We had about an eighth of a tank of gas in the car, about enough to get back the Salt Lake City.  It was close though. We had decide now, because there were no gas stations out on the Salt Flats. Play it safe, buy more gas, or play for keeps and hope the camel can hump it home.


“Let’s get something to eat,” I said.  I wasn’t talking to myself when I said this, but I might as well have been. Then I saw her shake her head, almost imperceptibly, so I was pretty sure she heard me.


“Look,” I said as we walked into the diner, where the walls were covered by a multi-generational panorama of the many rocket ships on wheels that had broken succeeding land speed records on the flats  just west of here, “are you pissed off at me for losing almost all of our money? For nothing?”  


And she knew what I meant by nothing too, because the whole evening had been a drag, as if we were being dragged behind one of those rocket ships on wheels, over cold sand and cacti. Or cactus. 


“Naw!” She gave me a big kiss. Then I looked closer at the wall behind her. It was Craig Breedlove standing next to his rocket ship on wheels,  “The Spirit of America”. It was beginning to make sense to me now.  It wasn’t a drag - we were being pulled into the future.


We split an order of onion rings and a BLT, both of which tied for the title of “The Worst”. 


“Ya know,” I said, not quite between mouthfuls,”We got about six bucks left.” She nodded.  “And they have almost forty five of ours.” I paused to let that sink in. “This is a critical decision, right here honey.” She looked puzzled, but I was beginning to get my bearings. You can’t go wrong if the other person doesn’t not know what you are talking about.

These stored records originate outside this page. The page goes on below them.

//! Configuration Module
//!
//! Handles loading and managing toolkit configuration from environment variables.

use std::env;
use std::path::PathBuf;
use std::time::Duration;

/// Default passphrase used when `ENCRYPTION_KEY` is not set.
pub const DEFAULT_ENCRYPTION_KEY: &str = "change-me";

/// Server configuration parameters.
///
/// All values can be configured via environment variables with sensible defaults.
#[derive(Debug, Clone)]
pub struct Config {
    /// Maximum total cache size in bytes
    pub cache_max_size: u64,
    /// Maximum entry age in milliseconds
    pub cache_max_age_ms: u64,
    /// Cache sweep interval in milliseconds
    pub cache_cleanup_interval_ms: u64,
    /// HTTP server port
    pub server_port: u16,
    /// Directory holding snapshot files and their sidecars
    pub backup_dir: PathBuf,
    /// Data store file to back up automatically, if any
    pub backup_source: Option<PathBuf>,
    /// Auto-backup interval in milliseconds
    pub backup_interval_ms: u64,
    /// Number of snapshots retained after each backup cycle
    pub max_backups: usize,
    /// Passphrase the snapshot and field keys are derived from
    pub encryption_key: String,
    /// Active field key version; versions 1 through this one are derived
    pub field_key_version: u32,
}

/// Parameters for a `BoundedCache`.
#[derive(Debug, Clone, Copy, PartialEq, Eq)]
pub struct CacheConfig {
    /// Maximum total tracked size in bytes
    pub max_size: u64,
    /// Entries older than this are expired
    pub max_age: Duration,
    /// Period of the background sweep
    pub cleanup_interval: Duration,
}

impl Default for CacheConfig {
    fn default() -> Self {
        Self {
            max_size: 50 * 1024 * 1024,
            max_age: Duration::from_secs(30 * 60),
            cleanup_interval: Duration::from_secs(5 * 60),
        }
    }
}

/// Parameters for a `SnapshotManager`.
#[derive(Debug, Clone, PartialEq, Eq)]
pub struct SnapshotConfig {
    /// Directory holding snapshot files and their sidecars
    pub backup_dir: PathBuf,
    /// Retention applied after each regular backup; `None` disables it
    pub max_backups: Option<usize>,
    /// Whether snapshot content is encrypted at rest
    pub encrypt: bool,
}

impl SnapshotConfig {
    /// Creates an encrypting config with the default retention of 10.
    pub fn new(backup_dir: impl Into<PathBuf>) -> Self {
        Self {
            backup_dir: backup_dir.into(),
            max_backups: Some(10),
            encrypt: true,
        }
    }
}

impl Config {
    /// Creates a new Config by loading values from environment variables.
    ///
    /// # Environment Variables
    /// - `CACHE_MAX_SIZE` - Cache budget in bytes (default: 50 MiB)
    /// - `CACHE_MAX_AGE_MS` - Entry lifetime (default: 30 minutes)
    /// - `CACHE_CLEANUP_INTERVAL_MS` - Sweep period (default: 5 minutes)
    /// - `SERVER_PORT` - HTTP server port (default: 3000)
    /// - `BACKUP_DIR` - Snapshot directory (default: ./backups)
    /// - `BACKUP_SOURCE` - File to back up automatically (default: unset)
    /// - `BACKUP_INTERVAL_MS` - Auto-backup period (default: 24 hours)
    /// - `MAX_BACKUPS` - Snapshots retained (default: 10)
    /// - `ENCRYPTION_KEY` - Key passphrase (default: insecure placeholder)
    /// - `FIELD_KEY_VERSION` - Active field key version (default: 1)
    pub fn from_env() -> Self {
        let defaults = Self::default();
        Self {
            cache_max_size: parse_var("CACHE_MAX_SIZE").unwrap_or(defaults.cache_max_size),
            cache_max_age_ms: parse_var("CACHE_MAX_AGE_MS").unwrap_or(defaults.cache_max_age_ms),
            cache_cleanup_interval_ms: parse_var("CACHE_CLEANUP_INTERVAL_MS")
                .unwrap_or(defaults.cache_cleanup_interval_ms),
            server_port: parse_var("SERVER_PORT").unwrap_or(defaults.server_port),
            backup_dir: env::var("BACKUP_DIR")
                .map(PathBuf::from)
                .unwrap_or(defaults.backup_dir),
            backup_source: env::var("BACKUP_SOURCE").ok().map(PathBuf::from),
            backup_interval_ms: parse_var("BACKUP_INTERVAL_MS")
                .unwrap_or(defaults.backup_interval_ms),
            max_backups: parse_var("MAX_BACKUPS").unwrap_or(defaults.max_backups),
            encryption_key: env::var("ENCRYPTION_KEY").unwrap_or(defaults.encryption_key),
            field_key_version: parse_var("FIELD_KEY_VERSION")
                .unwrap_or(defaults.field_key_version),
        }
    }

    /// Cache parameters derived from this config.
    pub fn cache(&self) -> CacheConfig {
        CacheConfig {
            max_size: self.cache_max_size,
            max_age: Duration::from_millis(self.cache_max_age_ms),
            cleanup_interval: Duration::from_millis(self.cache_cleanup_interval_ms),
        }
    }

    /// Snapshot parameters derived from this config.
    pub fn snapshot(&self) -> SnapshotConfig {
        SnapshotConfig {
            backup_dir: self.backup_dir.clone(),
            max_backups: Some(self.max_backups),
            encrypt: true,
        }
    }

    /// Auto-backup period.
    pub fn backup_interval(&self) -> Duration {
        Duration::from_millis(self.backup_interval_ms)
    }

    /// True when the passphrase is still the built-in placeholder.
    pub fn uses_default_key(&self) -> bool {
        self.encryption_key == DEFAULT_ENCRYPTION_KEY
    }
}

impl Default for Config {
    fn default() -> Self {
        let cache = CacheConfig::default();
        Self {
            cache_max_size: cache.max_size,
            cache_max_age_ms: cache.max_age.as_millis() as u64,
            cache_cleanup_interval_ms: cache.cleanup_interval.as_millis() as u64,
            server_port: 3000,
            backup_dir: PathBuf::from("./backups"),
            backup_source: None,
            backup_interval_ms: 24 * 60 * 60 * 1000,
            max_backups: 10,
            encryption_key: DEFAULT_ENCRYPTION_KEY.to_string(),
            field_key_version: 1,
        }
    }
}

fn parse_var<T: std::str::FromStr>(name: &str) -> Option<T> {
    env::var(name).ok().and_then(|v| v.parse().ok())
}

THey can’t second guess you then. “We have to go back to the casino. If we quit every time things don’t go our way, we will never get anywhere.”


“Let’s put some gas in the car fir…”


“No!” She shook her head and rolled her eyes, as she finished my coke. I wanted to ask her for a sip to wash down the bacon that was sticking to my teeth, but I wanted to save any moral strength to rally her for our counter attack on the casino. 


“What if we lose?”


I didn’t want to entertain that kind of question. “Don’t worry honey.”  The thought of her doing a little ‘play for pay’, passed through my head very very quickly, but I dismissed it unequivocally.  I was almost sure we had enough gas to get back. We were going uphill, and the gauge was a bit below a quarter tank, but it reads like that on an up-slope.


Anti-Climax




I looked at my watch, and drummed my fingers. How long was this going to take. I kept staring at the door, waiting for her to come out. She never takes this long. Finally, she hiked up her slacks as she walked toward me. 


“You wouldn’t believe that bathroom,” she said.


It was after one. We went back in and it was packed.  But the black jack tables were closed for some reason.  I knew it was hopeless, but we tried craps again and the band was playing, as the croupier took our last $5 chip, and she laughed as walked out to the parking lot.  Maybe I am not such a big Zen Master after all.


But we couldn’t stop laughing as the Sex Machine took us home, and that felt pretty good. "Kun" Delaney is going to have a big laugh too on Monday morning. But really it was only fifty bucks after all.